▶ **What you will do**
Please give back only the lines below from the one containing "pub fn total_mass_kg(&self)" to the one containing "against the reference.", each repeated word for word, both ends included.

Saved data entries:
---------------

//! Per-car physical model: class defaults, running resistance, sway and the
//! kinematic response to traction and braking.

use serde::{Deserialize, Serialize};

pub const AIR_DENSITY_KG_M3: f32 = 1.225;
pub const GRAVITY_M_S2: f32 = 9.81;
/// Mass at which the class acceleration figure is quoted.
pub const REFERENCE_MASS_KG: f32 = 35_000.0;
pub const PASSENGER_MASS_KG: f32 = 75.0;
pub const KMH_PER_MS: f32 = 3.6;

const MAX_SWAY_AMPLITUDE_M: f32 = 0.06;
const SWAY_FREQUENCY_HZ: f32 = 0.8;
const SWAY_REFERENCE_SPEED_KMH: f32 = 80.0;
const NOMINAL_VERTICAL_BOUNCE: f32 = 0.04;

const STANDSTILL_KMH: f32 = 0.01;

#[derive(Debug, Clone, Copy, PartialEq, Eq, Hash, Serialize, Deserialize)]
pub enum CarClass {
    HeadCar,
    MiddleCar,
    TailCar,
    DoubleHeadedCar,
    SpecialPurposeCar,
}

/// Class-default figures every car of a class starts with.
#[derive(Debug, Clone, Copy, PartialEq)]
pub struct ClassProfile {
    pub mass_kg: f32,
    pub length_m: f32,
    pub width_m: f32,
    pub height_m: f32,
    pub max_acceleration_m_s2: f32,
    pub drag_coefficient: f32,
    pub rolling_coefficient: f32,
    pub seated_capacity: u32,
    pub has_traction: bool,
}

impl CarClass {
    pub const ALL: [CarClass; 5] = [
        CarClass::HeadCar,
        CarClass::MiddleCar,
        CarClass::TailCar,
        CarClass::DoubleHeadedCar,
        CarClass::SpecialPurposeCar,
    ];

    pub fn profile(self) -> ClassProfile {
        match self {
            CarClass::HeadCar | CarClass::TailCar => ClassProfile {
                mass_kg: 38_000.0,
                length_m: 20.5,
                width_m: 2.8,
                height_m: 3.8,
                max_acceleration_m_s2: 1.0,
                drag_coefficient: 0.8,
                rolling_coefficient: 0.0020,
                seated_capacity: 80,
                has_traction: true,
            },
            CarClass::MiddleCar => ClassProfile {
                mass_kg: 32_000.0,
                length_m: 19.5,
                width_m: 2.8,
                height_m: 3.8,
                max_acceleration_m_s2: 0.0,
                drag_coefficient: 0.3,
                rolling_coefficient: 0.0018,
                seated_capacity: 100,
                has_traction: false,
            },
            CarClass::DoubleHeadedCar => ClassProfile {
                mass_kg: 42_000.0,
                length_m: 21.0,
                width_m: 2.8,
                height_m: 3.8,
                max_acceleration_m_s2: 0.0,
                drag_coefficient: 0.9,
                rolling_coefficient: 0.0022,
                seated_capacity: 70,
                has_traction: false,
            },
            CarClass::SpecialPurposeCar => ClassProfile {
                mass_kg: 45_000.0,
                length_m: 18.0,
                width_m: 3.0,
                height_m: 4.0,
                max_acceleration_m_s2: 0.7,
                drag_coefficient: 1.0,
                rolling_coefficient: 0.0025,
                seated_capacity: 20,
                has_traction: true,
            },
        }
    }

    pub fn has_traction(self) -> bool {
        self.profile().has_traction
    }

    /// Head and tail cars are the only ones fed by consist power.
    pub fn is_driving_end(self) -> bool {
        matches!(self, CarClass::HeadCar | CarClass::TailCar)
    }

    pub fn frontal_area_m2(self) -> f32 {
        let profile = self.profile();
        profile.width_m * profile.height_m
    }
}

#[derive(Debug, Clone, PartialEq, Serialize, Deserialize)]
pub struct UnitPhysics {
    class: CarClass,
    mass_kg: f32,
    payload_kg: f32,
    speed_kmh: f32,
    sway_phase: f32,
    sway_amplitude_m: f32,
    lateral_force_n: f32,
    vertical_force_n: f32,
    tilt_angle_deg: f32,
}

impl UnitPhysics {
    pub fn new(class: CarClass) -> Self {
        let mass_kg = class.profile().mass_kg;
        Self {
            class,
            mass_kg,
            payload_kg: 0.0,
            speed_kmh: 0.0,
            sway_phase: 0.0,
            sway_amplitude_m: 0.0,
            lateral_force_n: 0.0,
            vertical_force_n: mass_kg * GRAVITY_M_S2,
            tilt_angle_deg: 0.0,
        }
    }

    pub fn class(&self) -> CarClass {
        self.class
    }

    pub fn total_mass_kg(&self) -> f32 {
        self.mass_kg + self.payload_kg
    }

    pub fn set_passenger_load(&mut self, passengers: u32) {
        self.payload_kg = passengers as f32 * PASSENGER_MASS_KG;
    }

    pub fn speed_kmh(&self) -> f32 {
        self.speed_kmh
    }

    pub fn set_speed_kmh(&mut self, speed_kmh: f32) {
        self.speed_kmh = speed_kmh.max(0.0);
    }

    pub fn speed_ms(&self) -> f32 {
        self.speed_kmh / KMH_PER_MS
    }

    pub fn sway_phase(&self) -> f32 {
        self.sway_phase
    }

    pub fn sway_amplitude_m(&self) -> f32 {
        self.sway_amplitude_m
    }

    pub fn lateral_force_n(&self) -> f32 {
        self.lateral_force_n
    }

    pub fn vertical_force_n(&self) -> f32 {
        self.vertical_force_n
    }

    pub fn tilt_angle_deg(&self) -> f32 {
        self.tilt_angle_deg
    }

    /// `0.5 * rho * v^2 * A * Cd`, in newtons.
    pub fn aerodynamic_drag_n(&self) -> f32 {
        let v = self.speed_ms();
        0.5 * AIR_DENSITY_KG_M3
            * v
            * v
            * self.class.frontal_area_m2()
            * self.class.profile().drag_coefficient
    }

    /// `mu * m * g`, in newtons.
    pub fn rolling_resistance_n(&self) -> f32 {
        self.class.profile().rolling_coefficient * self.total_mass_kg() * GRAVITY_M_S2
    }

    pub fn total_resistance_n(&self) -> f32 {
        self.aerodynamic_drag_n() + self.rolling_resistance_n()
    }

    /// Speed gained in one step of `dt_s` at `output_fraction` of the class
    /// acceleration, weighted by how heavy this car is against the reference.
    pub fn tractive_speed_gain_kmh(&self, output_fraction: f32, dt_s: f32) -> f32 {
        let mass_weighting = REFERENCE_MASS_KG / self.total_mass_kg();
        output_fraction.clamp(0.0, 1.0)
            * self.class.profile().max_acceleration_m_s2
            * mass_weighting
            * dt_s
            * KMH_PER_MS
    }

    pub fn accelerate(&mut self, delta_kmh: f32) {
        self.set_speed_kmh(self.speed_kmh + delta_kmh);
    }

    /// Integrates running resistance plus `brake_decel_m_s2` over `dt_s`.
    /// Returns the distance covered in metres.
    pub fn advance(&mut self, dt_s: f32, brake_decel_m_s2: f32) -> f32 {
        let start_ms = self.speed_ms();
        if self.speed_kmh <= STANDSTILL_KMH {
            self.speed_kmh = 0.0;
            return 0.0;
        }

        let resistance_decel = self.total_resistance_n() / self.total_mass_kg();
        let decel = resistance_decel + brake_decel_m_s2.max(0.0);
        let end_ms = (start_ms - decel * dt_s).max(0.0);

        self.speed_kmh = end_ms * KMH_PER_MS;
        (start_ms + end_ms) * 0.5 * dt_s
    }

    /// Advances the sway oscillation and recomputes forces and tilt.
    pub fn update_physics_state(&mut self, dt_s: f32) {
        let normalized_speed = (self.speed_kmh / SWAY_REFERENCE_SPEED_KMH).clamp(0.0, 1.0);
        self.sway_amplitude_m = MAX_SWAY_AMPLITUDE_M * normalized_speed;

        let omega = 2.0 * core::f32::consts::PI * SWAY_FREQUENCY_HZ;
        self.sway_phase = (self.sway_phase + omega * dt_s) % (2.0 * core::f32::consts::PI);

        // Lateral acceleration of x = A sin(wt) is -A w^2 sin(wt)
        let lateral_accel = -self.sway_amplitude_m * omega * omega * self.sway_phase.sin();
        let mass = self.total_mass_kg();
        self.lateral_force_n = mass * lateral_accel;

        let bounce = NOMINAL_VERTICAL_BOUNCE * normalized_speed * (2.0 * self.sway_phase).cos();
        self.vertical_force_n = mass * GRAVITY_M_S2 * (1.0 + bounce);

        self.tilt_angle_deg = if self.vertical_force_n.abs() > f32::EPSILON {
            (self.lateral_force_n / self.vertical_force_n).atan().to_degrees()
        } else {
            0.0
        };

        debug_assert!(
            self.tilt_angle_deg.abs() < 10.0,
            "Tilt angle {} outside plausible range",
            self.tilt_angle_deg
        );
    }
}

---------------

▶ **Answer below**
    pub fn total_mass_kg(&self) -> f32 {
        self.mass_kg + self.payload_kg
    }

    pub fn set_passenger_load(&mut self, passengers: u32) {
        self.payload_kg = passengers as f32 * PASSENGER_MASS_KG;
    }

    pub fn speed_kmh(&self) -> f32 {
        self.speed_kmh
    }

    pub fn set_speed_kmh(&mut self, speed_kmh: f32) {
        self.speed_kmh = speed_kmh.max(0.0);
    }

    pub fn speed_ms(&self) -> f32 {
        self.speed_kmh / KMH_PER_MS
    }

    pub fn sway_phase(&self) -> f32 {
        self.sway_phase
    }

    pub fn sway_amplitude_m(&self) -> f32 {
        self.sway_amplitude_m
    }

    pub fn lateral_force_n(&self) -> f32 {
        self.lateral_force_n
    }

    pub fn vertical_force_n(&self) -> f32 {
        self.vertical_force_n
    }

    pub fn tilt_angle_deg(&self) -> f32 {
        self.tilt_angle_deg
    }

    /// `0.5 * rho * v^2 * A * Cd`, in newtons.
    pub fn aerodynamic_drag_n(&self) -> f32 {
        let v = self.speed_ms();
        0.5 * AIR_DENSITY_KG_M3
            * v
            * v
            * self.class.frontal_area_m2()
            * self.class.profile().drag_coefficient
    }

    /// `mu * m * g`, in newtons.
    pub fn rolling_resistance_n(&self) -> f32 {
        self.class.profile().rolling_coefficient * self.total_mass_kg() * GRAVITY_M_S2
    }

    pub fn total_resistance_n(&self) -> f32 {
        self.aerodynamic_drag_n() + self.rolling_resistance_n()
    }

    /// Speed gained in one step of `dt_s` at `output_fraction` of the class
    /// acceleration, weighted by how heavy this car is against the reference.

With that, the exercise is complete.